Review: In the Night Wood

In the Night Wood In the Night Wood by Dale Bailey
My rating: 3.5 of 5 stars

3.5 Stars

In the Night Wood is a short novel that is nevertheless not an easy read. A dark fantasy, it features an antihero who is an adulterous, failed parent and struggling scholar, and whose wife is a descendent of Caedmon Hollow, English author of the titular story, "In the Night Wood." At a fortuitous moment, American Charles Hayden and his grief-stricken wife Erin find themselves the beneficiaries of her recently deceased Hollow ancestor, who bestowed Hollow House, its lands and its fortune upon Erin, his last living descendant upon his death. Seeking to escape the death of his child and near wreck of his marriage, Charles, who first read Hollow's "Into the Night Wood" as a child of eight or nine years of age, moves to England with Erin, to research the life and work of Caedmon Hollow while living in Hollow House, situated near a village called Yarrow. Hayden is haunted by the death of his young daughter, for which he blames himself, and for his ruinous affair with a colleague, the sultrily named Syrah. Erin meanwhile loses herself in a haze of prescription drugs and seeming hallucinations, seeing their dead daughter Lissa in every girl of similar age that she encounters. She spends her hours drawing her daughter again and again, until a new obsession overtakes her art (spoilers). Over the course of a few days, Charles meets the police inspector, along with a handful of other Yarrow locals like the pub owner, the hardware store owner, and most importantly, the Hollow estate's steward, Cillian Harris. Charles pursues his research, encountering Silva, who manages the Yarrow village's historical society and whose daughter, Lorna, is a ringer for Lissa. Meanwhile, just before the Haydens move to Hollow House, a little girl named Mary, who also looks like Lissa and Lorna, has gone missing. Together, Charles and Silva find evidence of dark doings in Caedmon Hollow's past and the strange links between the Hollow family and the stewards of the estate. Along the way, Charles receives many warnings about Eorl Wood, the forest that encloses Hollow House. As Erin descends further into her depression over her daughter's death and fractured marriage, Charles sinks deeper into his own guilt and despair, eventually walking into the forest and finding greater darkness.
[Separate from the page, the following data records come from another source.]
//! # Nandu Kernel
//!
//! Combinational evaluation of light-gate grids: a board of sources, sinks,
//! and two-cell NAND, buffer, and inverter blocks, wired purely by position.
//! Light enters at the sources and travels down the board; each sink reports
//! whether light reaches it.
//!
//! The kernel is pure. It takes a grid description and source states and
//! returns sink states; reading files and printing tables is left to callers.
//!
//! ## Architecture
//!
//! ```text
//! Grid                  ← Parsed board, row-major, immutable
//!     │
//! paired_column         ← Which column a cell shares its block with
//!     │
//! resolve / evaluate    ← Walk read edges upward under SourceStates
//!     │
//! Enumerator            ← All 2^N assignments, optionally across threads
//!     │
//! TruthTable            ← Rows of (assignment, readings), rendered Ein/Aus
//! ```

pub mod digest;
pub mod enumerate;
pub mod error;
pub mod grid;
pub mod lint;
pub mod network;
pub mod table;

pub use digest::GridDigest;
pub use enumerate::{
    DEFAULT_MAX_SOURCES, EnumerateOptions, Enumerator, TruthRow, TruthTable, enumerate_all,
};
pub use error::{NanduError, Severity};
pub use grid::{Cell, Grid, SinkPosition};
pub use lint::{Diagnostic, LintRule, has_errors, lint};
pub use network::{Evaluation, Readings, SourceStates, evaluate, paired_column, resolve};
pub use table::TableFormat;
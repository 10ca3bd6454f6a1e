// src/lib/timer.rs

// dependencies
use crate::clock::Clock;
use log::{debug, trace};

// interval value that keeps a timer from firing
pub const TIMER_OFF: u64 = 0;

/// Periodic trigger polled against a borrowed [`Clock`].
///
/// In force mode a firing moves the deadline by one interval from the
/// previous deadline, so firings stay on a fixed grid. In drift mode the
/// next deadline is one interval after the time of the firing check.
#[derive(Debug)]
pub struct Timer<'a> {
    clock: &'a Clock,
    interval: u64,
    force: bool,
    // unset until the bound clock has a time
    next: Option<u64>,
}

impl<'a> Timer<'a> {
    // force-mode timer; the first check at or after the current time fires
    pub fn new(clock: &'a Clock, interval: u64) -> Self {
        Self {
            clock,
            interval,
            force: true,
            next: clock.now(),
        }
    }

    pub fn drifting(clock: &'a Clock, interval: u64) -> Self {
        Self {
            force: false,
            ..Self::new(clock, interval)
        }
    }

    pub fn clock(&self) -> &'a Clock {
        self.clock
    }

    /// Returns `true` once per call when the deadline has been reached,
    /// re-arming the timer according to its policy.
    pub fn check(&mut self) -> bool {
        let Some(now) = self.clock.now() else {
            return false;
        };
        if self.interval == TIMER_OFF {
            return false;
        }
        let next = *self.next.get_or_insert(now);
        if next > now {
            return false;
        }

        let rearmed = if self.force {
            next.saturating_add(self.interval)
        } else {
            now.saturating_add(self.interval)
        };
        self.next = Some(rearmed);
        trace!("timer fired at {}, next due at {}", now, rearmed);
        true
    }

    // no-op while the bound clock has no time
    pub fn set_interval(&mut self, interval: u64) {
        if !self.clock.is_enabled() {
            debug!("ignored interval change to {}ms on a disabled clock", interval);
            return;
        }
        self.interval = interval;
    }

    pub fn off(&mut self) {
        self.set_interval(TIMER_OFF);
    }

    pub fn interval(&self) -> u64 {
        self.interval
    }

    pub fn set_force(&mut self, force: bool) {
        self.force = force;
    }

    pub fn is_forced(&self) -> bool {
        self.force
    }

    // absolute time of the next eligible firing, `None` before the clock has a time
    pub fn next_due(&self) -> Option<u64> {
        self.next
    }
}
The past is never dead. It isn't even past. ~ William Faulkner, Requiem for a Nun

The dark heart of this story lies in "In the Night Wood," in which the long-dead character of Caedmon Hollow wrote a story that seems (we get excerpts of the story but never the whole story) to be a merging of the faery ride of Tam Lin and the legend of Herne the Hunter of Windsor Forest. A child named Laura becomes lost in the wood and tries to escape the an evil Horned Man. We're told the story is not a children's story since it's implied that Laura does not escape the Horned Man. Her fate isn't clearly spelled out until Charles and Silva begin to unravel the fate of a long ago murdered child, Livia. There are plenty of literary allusions in the story, to the fae and Goblin Market, Tam Lin and other tales of folklore, along with occasional pithy quotes like Faulkner's famous quote about the past. The story of Herne or Horne first appears in written folklore of the British Isles in a reference in Shakespeare's The Merry Wives of Windsor. The folklore figure reemerges in the 1792 in the writing of Samuel Ireland and then again in the 1840's. Herne or Horne has sometimes been linked to Cernunnos, a Gaulish folklore deity but most of the stories of Herne, the horned man, are centered in the Berkshire region of England. The Berkshire Herne is most commonly held to merely be a poacher. In Caedmon Hollow's story, however, the Horned Man is a figure who periodically requires a tithe or tiend to remain youthful and strong, hence the allusion to Tam Lin and the faery ride. Like a Green Man of folklore, he is leaf-covered but he is not peaceful entity.

This is a dark and compelling fantasy but I felt it could have been developed further into a stronger novel. I wanted to understand Erin and the marriage better, and get a stronger sense of the cultural displacement that the Haydens would have faced transitioning from life in Ransom, North Carolina to that of a small English village like Yarrow. (Readers who go looking for a real English village of the name will only find a Yarrow in the Scottish Borderlands region.) We see how word travels quickly in the small community about the Hayden's dead daughter but we don't see any real struggles on their part with adapting to their new home. There is never a question on Charles' part about whether they have traded one nosy or judgmental community for another, for instance. While Bailey developed the dreamlike feel of the Eorl Woods and Hollow House beautifully, I just didn't buy the idea of Charles adapting so rapidly to his new environs and society. I also wanted to know more about Cillian, Mrs. Ramsden, Silva and even Ann Merrow, an attorney who seems to have questioned little up to the point the novel gets going.

This is an interesting read but not one for those looking for a happy fantasy tale.

I received a Digital Review Copy of this book from Houghton Mifflin Harcourt via Edelweiss, along with a paper review copy, in exchange for an honest review.